Note: This is part 3 of an 8 part series. Read them in order, it'll make more sense. Part 0 | 1 | 2 | 3 | 4 | 5 | 6 | 7 | 8
Part 3: Disaster Strikes
Thursday, May 15, 2008
At 10:00 AM, the "san1" volume, which is our largest volume with 5TB in total capacity and 11 of our 17 research divisions' (and IT) data, crashes and refuses to re-mount on either server. After a series of reboots and continued failures attempting to get the thing to mount, another call to Apple was in order. By noon, Apple determines that we should probably start restoring the data from backup tapes, since the prognosis does not look good. I start running some diagnostic tools for Apple while Michael loads the most current tapes in the tape library to begin the restore operation. At this time, we discover two things: (1) The volume "san1" is the only one that has not properly backed up in the last week (since the upgrade to xSan 2.0) due to the backup process crashing while running, and (2) The robotic arm on our tape loader has picked this exact moment, of all possible times, to fail. So, we have a drive that won't mount because it's corrupt, backups of that drive that are one week stale, and no way to read the stale tapes anyways because the robotics on the tape loader have failed. The first order of business, then, is getting the tape library working so we can read the tapes.
We put in a call to Quantum support about getting the library repaired and were told that since the device is out of warranty, they won't even talk to us until we purchase a support contract. The support contract department is out of the office for the day, so we should expect a call back tomorrow.
Feeling completely helpless, I decide to go home by 4:00 PM to get some dinner and some rest, because I have to be back in the office at 8:45 PM to start taking equipment offline for a large planned power outage. The impeccable timing of this disaster plus the planned outage kept me at the office until 2:45am.
Friday, May 16, 2008
By 8:00 AM, I'm back at the office running on a little less than 4 hours' sleep. Efforts to contact the folks at Quantum are unsuccessful all morning, so I leave to run other errands while Michael continues to try to talk to the contract folks. I head to Fry's to buy two 1TB Seagate FreeAgent Pro drives so we have somewhere to put the data once we start restoring it. (Side note: The FreeAgent Pro drives are eSATA/USB2/1394 and are awesome. I highly recommend them.) Also on the way back, a trip to Costco was in oder to pick up beer and desserts for the IRT-hosted Happy Hour that was scheduled for 4:00 PM. We had already booked and paid for the catering, so we couldn't cancel the thing. Another case of impeccable timing.
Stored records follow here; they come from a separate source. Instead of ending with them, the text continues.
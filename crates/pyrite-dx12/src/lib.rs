// Copyright 2025 the Pyrite authors
//
// Licensed under the Apache License, Version 2.0 (the "License");
// you may not use this file except in compliance with the License.
// You may obtain a copy of the License at
//
//     http://www.apache.org/licenses/LICENSE-2.0
//
// Unless required by applicable law or agreed to in writing, software
// distributed under the License is distributed on an "AS IS" BASIS,
// WITHOUT WARRANTIES OR CONDITIONS OF ANY KIND, either express or implied.
// See the License for the specific language governing permissions and
// limitations under the License.

//! # Pyrite DX12
//!
//! Direct3D 12 implementation of the `pyrite-core` capability traits,
//! built on `winapi`/`wio`. Windows only; on other targets the crate
//! compiles to nothing so the workspace (and the renderer's test suite)
//! stays buildable everywhere.

#[cfg(windows)]
mod convert;
#[cfg(windows)]
mod device;
#[cfg(windows)]
mod list;
#[cfg(windows)]
mod swap_chain;

#[cfg(windows)]
pub use device::Dx12Device;
#[cfg(windows)]
pub use swap_chain::Dx12SwapChain;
Shortly after returning to the office, we finally manage to get in ouch with Quantum regarding the support contract. We ended up paying a bit over $3000 for the "Gold" maintenance contract which entitles us to 24/7 on-site support. They diagnose the problem as a bad picker hand and schedule a courier to deliver the part by 4pm, and a technician to install the part by 6pm. Convenient: The IRT Happy Hour ran from 4-6pm.
The Quantum tech shows up, installs the new picker hand incorrectly, and continues to get the same error message as before on the Library. Then, he tweaks something and manages to run over the umbilical cord that connects the hand/picker to the rest of the library's electronics at about 8:30pm. Since it shot sparks, Quantum decided to send another umbilical out to us. I've been in the office for quite a while at this point, so I send the service tech home with instructions to come back in the morning. Quantum delivers the part to my apartment at about 11pm, just as I'm finishing up watching the season finale of The Office on my DVR.
Saturday, May 17, 2008
9:00 AM: Arrive at Office.
10:00 AM: Replacement umbilical cord installed. Same error.
10:30 AM: Service determines the problem is in the (already replaced) picker.
10:35 AM: Closest picker is in Irvine, it is being sent by courier to arrive at 2pm.
11:00 AM: Lunch.
2:30 PM: Picker arrives late due to bad traffic in Oceanside/Del Mar.
3:30 PM: Same error. All field-serviceable parts have been serviced. Quantum replacing entire chassis.
3:45 PM: Closest chassis is in downtown LA. Estimated arrival: 8:00 PM.
3:46 PM: I send the service tech home. I don't trust him anymore. I'll swap the chassis myself.
7:01 PM: Courier must have broken all sorts of speed laws to get chassis to us by 7pm.
10:30 PM: Restore operations begin. I go home.
Sunday, May 18, 2008
9:00 AM: Service tech returns to pick up the bad unit. The new one is working fine, thanks.